Untrimmed and quartered...






Trimmed of fat and halved yet again.  It is easier to remove the fat when the meat is cold and the pieces are manageable...






I then slice the pieces about 1/8th inch to 3/16-inch thick.  I cut up this whole eye of round from trimming to placing all of the pieces into a gallon Ziploc bag with a knife, by hand, in 7 minutes. I like bite sized jerky pieces though.  Spoon is for scale...






Dump the flavor packet and the cure packet into a non-metallic container...





I do recommend using cure unless you are making a very salty jerky (i.e. salt cured).  Cure will allow you jerky to last about a month in or out of the fridge.  I also shrink wrap and freeze jerky with good results.

follow directions - add one cup cold water and mix thoroughly...






Dump marinate into the bag.  Squeeze out as much air as possible.  Mix the marinate into the meat thoroughly.  I squeeze the bag several times while it is marinating to make sure all meat is marinated well...





By the way - I have always had great luck with Walmart Great Value Ziploc bags never, ever leaking.

===Total time to get to this point would be...about 15 minutes if I wasn't taking pictures...20 minutes though because I was taking pictures.===

At a minimum, marinate at least overnight.  I prefer 24 to 36 hours.  24 hours later you can see the meat has taken on the marinate well...






Dump the meat into a colander and drain... 






I like to wear food-grade gloves (think cafeteria worker) when handling the jerky to load the pieces into the trays or my hands smell like the marinate for a couple of days.  I load the trays up tight and hard.  I know many instructions say the meat shouldn't touch.  Pffft.  Not true!  You'll see in a few more pictures.

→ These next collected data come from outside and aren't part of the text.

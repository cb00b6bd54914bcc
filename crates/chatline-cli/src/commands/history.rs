//! Message history handler

use anyhow::{Context, Result};

use chatline_core::sync::SeenMessages;
use chatline_core::{Config, ConversationId, Message, Session};

use super::authorized_client;
use crate::output::Output;

/// Print the stored history of a conversation
pub async fn show(
    config: &Config,
    session: &Session,
    id: ConversationId,
    output: &Output,
) -> Result<()> {
    let client = authorized_client(config, session)?;
    let records = client
        .fetch_messages(id)
        .await
        .with_context(|| format!("Failed to load messages for conversation {}", id))?;

    let mut seen = SeenMessages::new();
    let messages: Vec<Message> = records
        .into_iter()
        .filter(|record| seen.insert(record.key()))
        .map(|record| record.into_message(id, session.user_id()))
        .collect();

    output.print_messages(&messages);
    Ok(())
}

I can get 5 pounds of meat onto 4 Open Country 500 Watt dehydrator trays - but I might have to slice a little thicker.  I do recommend never slicing thicker than 1/4 inch unless making a very narrow piece.  Here is a normally loaded tray...

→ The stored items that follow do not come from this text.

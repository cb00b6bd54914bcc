//! Realtime conversation sync
//!
//! Keeps a chat client's view of the active conversation consistent with
//! the server while events arrive over a per-conversation WebSocket channel
//! and REST fetches complete in any order.
//!
//! ## Layout
//!
//! - `engine`: sans-IO state machine; every operation returns effects
//! - `runtime`: tokio task that owns the engine and performs its effects
//! - `message`: channel wire format
//! - `dedup`, `typing`, `ranker`: derived state kept by the engine
//!
//! ## Usage
//!
//! ```ignore
//! let mut handle = spawn_sync_task(&config, session)?;
//! handle.send(SyncCommand::Connect(3)).await?;
//! while let Some(event) = handle.event_rx.recv().await {
//!     // render handle.snapshot()
//! }
//! ```

mod dedup;
mod engine;
mod message;
mod ranker;
mod runtime;
mod typing;

pub use dedup::SeenMessages;
pub use engine::{ChannelId, Effect, SyncEngine, SyncEvent, SyncSnapshot, Ticket};
pub use message::{channel_url, ClientMessage, ServerMessage, TypingStatus};
pub use ranker::ConversationList;
pub use runtime::{spawn_sync_task, SyncCommand, SyncHandle};
pub use typing::{TypingTracker, TYPING_TIMEOUT};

Note the meat is touching BUT NOT overlapping.

Once your trays are loaded, stack them up and lets get them drying.  I like to dry the meat in the garage because some of the flavors I use can get a little too powerful in a closed up house.  The Owens BBQ Prime Rib flavor smelled like a beef roast FWIW.

Here is a picture of where the magic happens in my garage...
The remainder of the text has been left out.